The regulation of mu-opioid receptor gene expression was investigated using several molecular techniques. Genomic clones containing portions of the human mu-opioid receptor gene were sequenced. 5′-RACE analysis of human brain cDNA confirmed the presence of mRNAs up to −313 from the start codon. As was found for the mouse and rat genes, transcription apparently initiates in the absence of a discernable TATA box. To characterize promoter function, portions of the 5′-flanking region were linked to a reporter gene in transient transfection experiments. Two approximately 50 bp adjacent segments had potent, orientation specific promoter activity. More down-stream segments also had promoter activity. None of the 5′-flanking region constructs showed tissue specificity. The potential role of DNA methylation in preventing ectopic expression was investigated by surveying the methylation state of a CpG rich region straddling the start codon.
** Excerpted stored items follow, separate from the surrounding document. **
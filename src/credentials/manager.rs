//! Credential manager
//!
//! Produces a valid bearer credential on demand, signing only when the cached
//! one is missing or within the expiry buffer. Regeneration is synchronous and
//! idempotent: concurrent callers racing past the buffer check may each sign a
//! token, which is benign (claims are deterministic modulo timestamp and jti,
//! and the cache slot is last-writer-wins).

use super::types::{Claims, Credential, TokenInfo, TokenStatus};
use crate::config::{ApiConfig, CredentialConfig};
use crate::error::{Error, Result};
use chrono::{DateTime, TimeZone, Utc};
use jsonwebtoken::{decode, encode, Algorithm, DecodingKey, EncodingKey, Header, Validation};
use std::collections::HashMap;
use std::sync::RwLock;
use tracing::debug;
use uuid::Uuid;

/// Manages signing and caching of bearer credentials
pub struct CredentialManager {
    application_id: String,
    audience: String,
    encoding_key: EncodingKey,
    decoding_key: DecodingKey,
    token_lifetime: chrono::Duration,
    expiry_buffer: chrono::Duration,
    // Single shared cache slot; see module docs for the regeneration race.
    cached: RwLock<Option<Credential>>,
}

impl CredentialManager {
    /// Create a new credential manager.
    ///
    /// Both PEM halves are parsed here; a key that cannot be loaded is fatal
    /// and no credential can ever be produced from this instance.
    pub fn new(api: &ApiConfig, config: CredentialConfig) -> Result<Self> {
        let encoding_key = EncodingKey::from_rsa_pem(config.private_key_pem.as_bytes())
            .map_err(|e| Error::key_unavailable(format!("invalid private key: {e}")))?;
        let decoding_key = DecodingKey::from_rsa_pem(config.public_key_pem.as_bytes())
            .map_err(|e| Error::key_unavailable(format!("invalid public key: {e}")))?;

        let token_lifetime = chrono::Duration::from_std(config.token_lifetime)
            .map_err(|e| Error::config(format!("token lifetime out of range: {e}")))?;
        let expiry_buffer = chrono::Duration::from_std(config.expiry_buffer)
            .map_err(|e| Error::config(format!("expiry buffer out of range: {e}")))?;

        debug!(
            application_id = %api.application_id,
            "credential manager initialized"
        );

        Ok(Self {
            application_id: api.application_id.clone(),
            audience: api.base_url.clone(),
            encoding_key,
            decoding_key,
            token_lifetime,
            expiry_buffer,
            cached: RwLock::new(None),
        })
    }

    /// Return a valid credential, signing a new one only when necessary.
    ///
    /// With `force_refresh` false, a cached credential whose expiry is more
    /// than the configured buffer away is returned unchanged.
    pub fn generate(&self, force_refresh: bool) -> Result<Credential> {
        if !force_refresh {
            let cached = self.read_cache();
            if let Some(credential) = cached {
                if !credential.is_stale(self.expiry_buffer) {
                    debug!("returning cached credential");
                    return Ok(credential);
                }
            }
        }

        let credential = self.sign_new()?;

        let mut slot = self.cached.write().unwrap_or_else(|e| e.into_inner());
        *slot = Some(credential.clone());
        debug!(expires_at = %credential.expires_at, "new credential signed");

        Ok(credential)
    }

    /// Verify a token's signature, expiry, and audience, returning its claims.
    pub fn validate(&self, token: &str) -> Result<Claims> {
        let mut validation = Validation::new(Algorithm::RS256);
        validation.set_audience(&[&self.audience]);
        validation.leeway = 0;

        let data = decode::<Claims>(token, &self.decoding_key, &validation).map_err(|e| {
            match e.kind() {
                jsonwebtoken::errors::ErrorKind::ExpiredSignature => Error::TokenExpired,
                _ => Error::token_malformed(e.to_string()),
            }
        })?;

        Ok(data.claims)
    }

    /// Build the `Authorization: Bearer <token>` header map.
    pub fn authorization_header(&self) -> Result<HashMap<String, String>> {
        let credential = self.generate(false)?;
        let mut headers = HashMap::new();
        headers.insert(
            "Authorization".to_string(),
            format!("Bearer {}", credential.token),
        );
        Ok(headers)
    }

    /// Snapshot of the cached credential state
    pub fn token_info(&self) -> TokenInfo {
        let cached = self.read_cache();
        let (status, expires_at) = match cached {
            None => (TokenStatus::NoToken, None),
            Some(credential) => {
                let status = if credential.is_stale(self.expiry_buffer) {
                    TokenStatus::Stale
                } else {
                    TokenStatus::Valid
                };
                (status, Some(credential.expires_at))
            }
        };
        TokenInfo {
            status,
            expires_at,
            application_id: self.application_id.clone(),
        }
    }

    fn read_cache(&self) -> Option<Credential> {
        self.cached
            .read()
            .unwrap_or_else(|e| e.into_inner())
            .clone()
    }

    fn sign_new(&self) -> Result<Credential> {
        let now = Utc::now();
        let expires_at = now + self.token_lifetime;

        let claims = Claims {
            iss: self.application_id.clone(),
            sub: self.application_id.clone(),
            aud: self.audience.clone(),
            iat: now.timestamp(),
            exp: expires_at.timestamp(),
            jti: Uuid::new_v4().to_string(),
        };

        let header = Header::new(Algorithm::RS256);
        let token = encode(&header, &claims, &self.encoding_key)
            .map_err(|e| Error::signing_failed(e.to_string()))?;

        Ok(Credential {
            token,
            issued_at: truncate_to_seconds(now),
            expires_at: truncate_to_seconds(expires_at),
        })
    }
}

impl std::fmt::Debug for CredentialManager {
    fn fmt(&self, f: &mut std::fmt::Formatter<'_>) -> std::fmt::Result {
        f.debug_struct("CredentialManager")
            .field("application_id", &self.application_id)
            .field("audience", &self.audience)
            .field("token_lifetime", &self.token_lifetime)
            .finish_non_exhaustive()
    }
}

// Claims carry whole-second timestamps; keep the cached credential consistent
// with what was actually signed.
fn truncate_to_seconds(ts: DateTime<Utc>) -> DateTime<Utc> {
    Utc.timestamp_opt(ts.timestamp(), 0).single().unwrap_or(ts)
}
A neural derived cell line (SH-SY5Y) that expresses the mu-opioid receptor lacked virtually any CpG methylation. In contrast, two neural derived cell lines that do not express the mu-opioid receptor were nearly totally methylated while non-neural cell lines had intermediate levels of CpG methylation. Additional transient transfection experiments revealed that CpG methylation of the 5′-flanking region suppressed reporter gene expression. These results indicate that CpG methylation plays an important role in regulating mu-opioid receptor expression in neural cells; however, no association was found with regulation of expression in non-neural cells.